Mario Leonel Valle (1992), denuncia la crueldad de la policía nacional, “Por la distancia que tenía el Chepo, asumo que el disparo iba directo a mí, porque me pegó en la cara; el Chepo no disparó para arriba, ni para los lados, me apuntó al rostro”. El testimonio de Mario Leonel Valle sobre la represión tiene un soporte audiovisual captado por un vecino de la Colonia Carlos A. Flores y todavía se ve el daño físico en el rostro del joven estudiante.

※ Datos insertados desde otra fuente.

// Copyright 2025 eraflo
//
// Licensed under the Apache License, Version 2.0 (the "License");
// you may not use this file except in compliance with the License.
// You may obtain a copy of the License at
//
//     http://www.apache.org/licenses/LICENSE-2.0
//
// Unless required by applicable law or agreed to in writing, software
// distributed under the License is distributed on an "AS IS" BASIS,
// WITHOUT WARRANTIES OR CONDITIONS OF ANY KIND, either express or implied.
// See the License for the specific language governing permissions and
// limitations under the License.

//! # XRScene Core
//!
//! Backend-agnostic contracts and frame logic for rendering XR projection layers.
//!
//! The crate is split along the lines of responsibility:
//! - [`graphics`]: GPU handle ownership, the device contract, render-state tables
//!   and the solid-color texture pool.
//! - [`xr`]: the compositor contract, swapchains and view/projection math.
//! - [`layer`]: per-view-configuration state and the projection layer controller.
//! - [`scene`]: scene resources, materials and the scene renderer contract.

#![warn(missing_docs)]

pub mod graphics;
pub mod layer;
pub mod scene;
pub mod time;
pub mod utils;
pub mod xr;

#[cfg(test)]
pub(crate) mod testing;

pub use self::graphics::handle::{RawHandle, SharedHandle, UniqueHandle};
pub use self::layer::controller::{FrameRenderContext, ProjectionLayerController};
pub use self::layer::error::LayerError;
pub use self::time::FrameTime;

Durante las dictaduras de Lobo y Micheletti la policía asesinó —por intoxicación de gases lacrimógenos— a Wendy Ávila, Olga Uclés y Efraín López; el domingo siete de noviembre estuvo a punto de repetirse la historia. “Pienso que el gas lacrimógeno podemos compararlo con un arma de fuego, es parte del terrorismo de Estado, un arma letal que la policía no debiera utilizar”.

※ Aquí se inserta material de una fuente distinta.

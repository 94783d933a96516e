// Copyright 2025 eraflo
//
// Licensed under the Apache License, Version 2.0 (the "License");
// you may not use this file except in compliance with the License.
// You may obtain a copy of the License at
//
//     http://www.apache.org/licenses/LICENSE-2.0
//
// Unless required by applicable law or agreed to in writing, software
// distributed under the License is distributed on an "AS IS" BASIS,
// WITHOUT WARRANTIES OR CONDITIONS OF ANY KIND, either express or implied.
// See the License for the specific language governing permissions and
// limitations under the License.

//! GPU-side contracts: handle ownership, the device trait and the shared
//! resources every draw relies on.

pub mod color;
pub mod device;
pub mod error;
pub mod factory;
pub mod handle;
pub mod render_state;
pub mod resource;
pub mod solid_color;

pub use self::color::Rgba;
pub use self::device::GpuDevice;
pub use self::error::{DeviceCreationError, RenderError, ResourceError};
pub use self::factory::{
    create_device_with_fallback, CreatedDevice, DeviceAttempt, DeviceAttemptError,
    DeviceFactory, DeviceRequest, DriverType, FeatureLevel,
};
pub use self::handle::{
    Buffer, HandleKind, Program, RawHandle, Shader, SharedHandle, Texture, Uniform, UniqueHandle,
};
pub use self::render_state::{RenderState, ResourceStateCache, StateKey};
pub use self::resource::*;
pub use self::solid_color::SolidColorTextureCache;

—Los policías enfurecidos golpearon a un compañero, el primer policía se bajó de su motocicleta para golpear a Raúl, después el policía ahorcó a un vecino durante cinco minutos, el compañero ya estaba “morado” y el policía no lo quería soltar, incluso el Chepo (uniformado) echaba “baba” de la furia que tenía, a ningún vecino le gustó ver el estrangulamiento y fuimos a defender a nuestro compañero, el policía casi lo mata, si no es por la intervención de nosotros a saber qué hubiera pasado. Yo estaba cerca hasta que recibí el impacto en el rostro.

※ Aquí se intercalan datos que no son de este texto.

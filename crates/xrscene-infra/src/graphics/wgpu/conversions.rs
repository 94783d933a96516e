// Copyright 2025 eraflo
//
// Licensed under the Apache License, Version 2.0 (the "License");
// you may not use this file except in compliance with the License.
// You may obtain a copy of the License at
//
//     http://www.apache.org/licenses/LICENSE-2.0
//
// Unless required by applicable law or agreed to in writing, software
// distributed under the License is distributed on an "AS IS" BASIS,
// WITHOUT WARRANTIES OR CONDITIONS OF ANY KIND, either express or implied.
// See the License for the specific language governing permissions and
// limitations under the License.


//! Conversions from the engine's graphics types into wgpu types.

use xrscene_core::graphics::render_state::RenderState;
use xrscene_core::graphics::resource::{
    AdapterDeviceType, BufferUsage, TextureFormat, TextureUsage,
};

/// A local extension trait to convert engine types into wgpu types.
///
/// It sidesteps the orphan rule while keeping an `.into_wgpu()` call syntax.
pub trait IntoWgpu<T> {
    /// Consumes self and converts it into a wgpu type.
    fn into_wgpu(self) -> T;
}

impl IntoWgpu<wgpu::TextureFormat> for TextureFormat {
    fn into_wgpu(self) -> wgpu::TextureFormat {
        match self {
            TextureFormat::Rgba8Unorm => wgpu::TextureFormat::Rgba8Unorm,
            TextureFormat::Rgba8UnormSrgb => wgpu::TextureFormat::Rgba8UnormSrgb,
            TextureFormat::Bgra8Unorm => wgpu::TextureFormat::Bgra8Unorm,
            TextureFormat::Bgra8UnormSrgb => wgpu::TextureFormat::Bgra8UnormSrgb,
            TextureFormat::Rgba16Float => wgpu::TextureFormat::Rgba16Float,
            TextureFormat::Depth16Unorm => wgpu::TextureFormat::Depth16Unorm,
            TextureFormat::Depth24PlusStencil8 => wgpu::TextureFormat::Depth24PlusStencil8,
            TextureFormat::Depth32Float => wgpu::TextureFormat::Depth32Float,
            TextureFormat::Depth32FloatStencil8 => wgpu::TextureFormat::Depth32FloatStencil8,
        }
    }
}

impl IntoWgpu<wgpu::TextureUsages> for TextureUsage {
    fn into_wgpu(self) -> wgpu::TextureUsages {
        let mut usages = wgpu::TextureUsages::empty();
        if self.contains(TextureUsage::COPY_SRC) {
            usages |= wgpu::TextureUsages::COPY_SRC;
        }
        if self.contains(TextureUsage::COPY_DST) {
            usages |= wgpu::TextureUsages::COPY_DST;
        }
        if self.contains(TextureUsage::SAMPLED) {
            usages |= wgpu::TextureUsages::TEXTURE_BINDING;
        }
        if self.contains(TextureUsage::RENDER_TARGET) {
            usages |= wgpu::TextureUsages::RENDER_ATTACHMENT;
        }
        usages
    }
}

impl IntoWgpu<wgpu::BufferUsages> for BufferUsage {
    fn into_wgpu(self) -> wgpu::BufferUsages {
        let mut usages = wgpu::BufferUsages::empty();
        if self.contains(BufferUsage::COPY_DST) {
            usages |= wgpu::BufferUsages::COPY_DST;
        }
        if self.contains(BufferUsage::VERTEX) {
            usages |= wgpu::BufferUsages::VERTEX;
        }
        if self.contains(BufferUsage::INDEX) {
            usages |= wgpu::BufferUsages::INDEX;
        }
        if self.contains(BufferUsage::UNIFORM) {
            usages |= wgpu::BufferUsages::UNIFORM;
        }
        usages
    }
}

impl IntoWgpu<AdapterDeviceType> for wgpu::DeviceType {
    fn into_wgpu(self) -> AdapterDeviceType {
        match self {
            wgpu::DeviceType::IntegratedGpu => AdapterDeviceType::IntegratedGpu,
            wgpu::DeviceType::DiscreteGpu => AdapterDeviceType::DiscreteGpu,
            wgpu::DeviceType::VirtualGpu => AdapterDeviceType::VirtualGpu,
            wgpu::DeviceType::Cpu => AdapterDeviceType::Cpu,
            _ => AdapterDeviceType::Other,
        }
    }
}

/// Returns a human-readable name for a backend.
pub fn backend_name(backend: wgpu::Backend) -> &'static str {
    match backend {
        wgpu::Backend::Vulkan => "Vulkan",
        wgpu::Backend::Metal => "Metal",
        wgpu::Backend::Dx12 => "DirectX 12",
        wgpu::Backend::Gl => "OpenGL",
        wgpu::Backend::BrowserWebGpu => "WebGPU",
        wgpu::Backend::Noop => "No-op",
    }
}

/// The fixed-function pipeline pieces a [`RenderState`] mask selects.
#[derive(Debug, Clone, PartialEq)]
pub struct PipelineStates {
    /// Color blending, `None` for opaque writes.
    pub blend: Option<wgpu::BlendState>,
    /// Color channels written.
    pub write_mask: wgpu::ColorWrites,
    /// Winding, culling and fill mode.
    pub primitive: wgpu::PrimitiveState,
    /// Depth comparison and write flag.
    pub depth_compare: wgpu::CompareFunction,
    /// Whether depth is written.
    pub depth_write_enabled: bool,
}

impl PipelineStates {
    /// Decodes `state`. `polygon_line` tells whether the device can rasterize edges only.
    pub fn from_render_state(state: RenderState, polygon_line: bool) -> Self {
        let blend = state
            .contains(RenderState::BLEND_ALPHA)
            .then_some(wgpu::BlendState::ALPHA_BLENDING);

        let mut write_mask = wgpu::ColorWrites::empty();
        if state.contains(RenderState::WRITE_R) {
            write_mask |= wgpu::ColorWrites::RED;
        }
        if state.contains(RenderState::WRITE_G) {
            write_mask |= wgpu::ColorWrites::GREEN;
        }
        if state.contains(RenderState::WRITE_B) {
            write_mask |= wgpu::ColorWrites::BLUE;
        }
        if state.contains(RenderState::WRITE_A) {
            write_mask |= wgpu::ColorWrites::ALPHA;
        }

        // Culling one winding means the other winding is the front face.
        let (front_face, cull_mode) = if state.contains(RenderState::CULL_CW) {
            (wgpu::FrontFace::Ccw, Some(wgpu::Face::Back))
        } else if state.contains(RenderState::CULL_CCW) {
            (wgpu::FrontFace::Cw, Some(wgpu::Face::Back))
        } else {
            (wgpu::FrontFace::Ccw, None)
        };

        let polygon_mode = if polygon_line && state.contains(RenderState::WIREFRAME) {
            wgpu::PolygonMode::Line
        } else {
            wgpu::PolygonMode::Fill
        };

        let depth_compare = if state.contains(RenderState::DEPTH_TEST_GREATER) {
            wgpu::CompareFunction::GreaterEqual
        } else if state.contains(RenderState::DEPTH_TEST_LESS) {
            wgpu::CompareFunction::LessEqual
        } else {
            wgpu::CompareFunction::Always
        };

        Self {
            blend,
            write_mask,
            primitive: wgpu::PrimitiveState {
                topology: wgpu::PrimitiveTopology::TriangleList,
                strip_index_format: None,
                front_face,
                cull_mode,
                polygon_mode,
                unclipped_depth: false,
                conservative: false,
            },
            depth_compare,
            depth_write_enabled: state.contains(RenderState::WRITE_Z),
        }
    }
}

#[cfg(test)]
mod tests {
    use super::*;
    use xrscene_core::graphics::render_state::{ResourceStateCache, StateKey};

    #[test]
    fn test_usage_mapping() {
        let usage: wgpu::TextureUsages =
            (TextureUsage::SAMPLED | TextureUsage::RENDER_TARGET).into_wgpu();
        assert_eq!(
            usage,
            wgpu::TextureUsages::TEXTURE_BINDING | wgpu::TextureUsages::RENDER_ATTACHMENT
        );
    }

    #[test]
    fn test_opaque_single_sided_state() {
        let state = ResourceStateCache::global().combine(StateKey::default());
        let decoded = PipelineStates::from_render_state(state, true);
        assert!(decoded.blend.is_none());
        assert_eq!(decoded.write_mask, wgpu::ColorWrites::ALL);
        assert_eq!(decoded.primitive.front_face, wgpu::FrontFace::Cw);
        assert_eq!(decoded.primitive.cull_mode, Some(wgpu::Face::Back));
        assert_eq!(decoded.depth_compare, wgpu::CompareFunction::LessEqual);
        assert!(decoded.depth_write_enabled);
    }

    #[test]
    fn test_reversed_blended_double_sided_state() {
        let state = ResourceStateCache::global().combine(StateKey {
            blended: true,
            double_sided: true,
            wireframe: true,
            reverse_z: true,
            disable_depth_write: true,
            ..StateKey::default()
        });
        let decoded = PipelineStates::from_render_state(state, false);
        assert_eq!(decoded.blend, Some(wgpu::BlendState::ALPHA_BLENDING));
        assert_eq!(decoded.primitive.cull_mode, None);
        // No line rasterization without device support.
        assert_eq!(decoded.primitive.polygon_mode, wgpu::PolygonMode::Fill);
        assert_eq!(decoded.depth_compare, wgpu::CompareFunction::GreaterEqual);
        assert!(!decoded.depth_write_enabled);
    }
}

—Por la distancia, cinco metros, y la zona de impacto, el policía disparó con alevosía, ¿alcanzaste a ver el ángulo y movimiento del lanzagranadas?

—Por la distancia que tenía el Chepo (policía) hasta donde yo me encontraba, asumo que el disparo iba directo a mí, porque me pegó en la cara; el Chepo no disparó para arriba, ni para los lados, me apuntó al rostro.

—¿Reconocerías al policía en las fotografías captadas por el vecino arrestado?

—No, porque quedé ciego por los gases lacrimógenos.

—El gas lacrimógeno no está tipificado como arma blanca, ni de fuego; pero durante las dictaduras de Lobo y Micheletti la policía asesinó a tres personas por intoxicación de gas lacrimógeno: Wendy Ávila, Olga Osiris Uclés y Efraín López, ¿qué piensas de las bombas lacrimógenas ahora que estuviste a punto de perder un ojo?

—Pienso que el gas lacrimógeno podemos compararlo con un arma de fuego, es parte del terrorismo de Estado, un arma letal que la policía no debiera utilizar. Imagínese, con la compra de todas las bombas lacrimógenas ¿cuántos litros de leche podrían comprarse para los niños de Honduras?, ¿cuántos alimentos se podrían llevar a las escuelas?, pero no, el Estado prefiere gastar esa plata para reprimir al pueblo, en vez de ayudarnos con alimentación, libros, qué sé yo.

—Después del trauma por el impacto del gas lacrimógeno en tu rostro, ¿sientes miedo o coraje para seguir en la Resistencia y continuar denunciando las violaciones a los derechos humanos?

—La lucha no hay que dejarla, seguiré adelante; la verdad no siento temor, yo voy a continuar en la Resistencia hasta el final, no me atemoriza nada.

—¿De qué forma conversarás con tus compañeros de escuela lo vivido el domingo 7 de noviembre?

—Insistiré en decirles que estamos viviendo un tiempo muy terrible en el país, por las represiones de las autoridades de facto contra el pueblo. Y sí, me gusta compartir con mis amigos de la escuela cómo está el asunto de la Resistencia y explicarles sobre la defensa de los derechos humanos. Ahora me doy cuenta de la realidad de Honduras.

—Finalmente, ¿profesas el cristianismo?, ¿el cardenal Rodríguez representa las enseñanzas de Cristo?

—Soy Cristiano, mi familia también. Pero el cardenal le hace daño al pueblo, el “cardemal” participó en el golpe de Estado del 28 de junio de 2009, el cardenal Oscar Rodríguez no merece estar al frente de la Iglesia.

* Periodista.
Entrevista realizada para www.defensoresenlinea.com —se transcribe por gentileza del autor.

Addenda
La grave intervención policial tuvo lugar en el marco de la protesta de los vecinos del barrio Flotes frente a la presencia del cardenal de Honduras, que acudió a inaugurar una parroquia; la ciudadanía —católica— identifica al prelado como uno de los cómplices y sostenedores del golpe de Estado que derrocó a Manuel Zelaya y actualmente apoya al gobierno de Lobo.